Of anyone at the table, Allie knows him best. Or at least knew him. Back when he was merely Damon, before she had Benjamin, when she was working here and he was still concealing his real identity.

He offers her a soft smile. “Alessandra…” Her name rolls off his tongue so beautifully that it almost sounds like poetry. “Bellezza, I do hope your bambino is doing well.”

She swallows thickly, casting a glance in my direction as if to ask, “What the fuck do I tell this man?” but I don’t have the slightest clue what the right move is when it comes to Satriano.

He did step in to help rescue her, Benjamin, Atlas, and Astrid from Daniele Roselli when he came for them, but it came at a price to Pope, one he still pays. It leaves Allie and Pope in a strange and tenuous position with this man that there isn’t any clear way to handle. Or a way out of. At least, not yet.

Finally, Allie gives him a curt nod. “He’s good.”
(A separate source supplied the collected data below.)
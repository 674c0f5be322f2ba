//! Average True Range with Wilder smoothing.
//!
//! True range needs a previous close, so the first TR is at index 1 and the
//! first ATR (simple mean of `period` TRs) lands at index `period`.

use crate::domain::ohlcv::PriceBar;

pub fn calculate_atr(bars: &[PriceBar], period: usize) -> Vec<Option<f64>> {
    let mut out = vec![None; bars.len()];
    if period == 0 || bars.len() <= period {
        return out;
    }

    let tr: Vec<f64> = bars
        .windows(2)
        .map(|w| w[1].true_range(w[0].close))
        .collect();

    let mut atr = tr[..period].iter().sum::<f64>() / period as f64;
    out[period] = Some(atr);

    for j in period..tr.len() {
        atr = (atr * (period - 1) as f64 + tr[j]) / period as f64;
        out[j + 1] = Some(atr);
    }

    out
}
//! Domain error types.

/// Top-level error type for swingscan.
///
/// Signal rejections are not errors; see [`crate::domain::signal::Rejection`].
#[derive(Debug, thiserror::Error)]
pub enum SwingscanError {
    #[error("data error: {reason}")]
    Data { reason: String },

    #[error("no price history for {ticker}")]
    NoData { ticker: String },

    #[error("config parse error in {file}: {reason}")]
    ConfigParse { file: String, reason: String },

    #[error("missing config key [{section}] {key}")]
    ConfigMissing { section: String, key: String },

    #[error("invalid config value [{section}] {key}: {reason}")]
    ConfigInvalid {
        section: String,
        key: String,
        reason: String,
    },

    #[error("{file}: no column matching {column}")]
    MissingColumn { file: String, column: String },

    #[error("notification failed: {reason}")]
    Notify { reason: String },

    #[error("ledger error: {reason}")]
    Ledger { reason: String },

    #[error(transparent)]
    Io(#[from] std::io::Error),
}

impl From<&SwingscanError> for std::process::ExitCode {
    fn from(err: &SwingscanError) -> Self {
        let code: u8 = match err {
            SwingscanError::Io(_) | SwingscanError::Notify { .. } => 1,
            SwingscanError::ConfigParse { .. }
            | SwingscanError::ConfigMissing { .. }
            | SwingscanError::ConfigInvalid { .. } => 2,
            SwingscanError::Data { .. }
            | SwingscanError::NoData { .. }
            | SwingscanError::Ledger { .. } => 3,
            SwingscanError::MissingColumn { .. } => 4,
        };
        std::process::ExitCode::from(code)
    }
}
“Eccellente! I haven’t needed to call on Pope recently”—he grins—“knock on wood…that’s the expression you Americans use, isn’t it? Well, it’s such a relief to know that I can, at any given moment, and any time of night, and he’ll come running to assist.”

It isn’t a compliment toward my brother or his medical skills.

It’s another reminder that he has an invisible hold on Pope, and that he’s going to pull on it if he needs to in order to remind him, and all of us, who is in control.

Damiano’s eyes sweep over the table again, lingering on Astrid for a few seconds with a tension at the corners of his mouth before his focus moves to Jack and Kennedy. “It’s nice to see that you ladies are all doing well.”

Kennedy snorts. “No thanks to you, asshole.”

She doesn’t bother to say it under her breath, just looks the man dead in his eyes as she throws her contempt for him squarely in his face.

I cringe.

Of course she would antagonize this monster.

Kennedy’s spitfire attitude has always served her well in her role at The Hawke Enterprises office and as the heir apparent to running everything one day, but when we’re facing a man like Satriano, it’s more like she’s poking a bear who could snap at us any second.

But he doesn’t react, just continues to smile at her. “And how is Cass?”

He asks the question so casually in response to her ire, but we all know what it really is: a reminder that Cass betrayed him, that he’s on the top of his shit list and that all has most certainly not been forgiven between them.

Kennedy plasters on the fakest smile I’ve ever seen, batting her thick, black lashes at him. “Better than you’re going to be in a minute when Bishop gets done with you.”

Fuck.

The man’s gaze flicks to me and he grins, then his eyes sweep up to Gage standing beside him and just behind me. “And who’s your friend?”

Shit.

Gage’s hand brushes my shoulder, as if he’s trying to give me a physical reminder that he’s backing me up.

He may not know who Satriano is or why, but he senses the problem without me even having to say a word or look at him.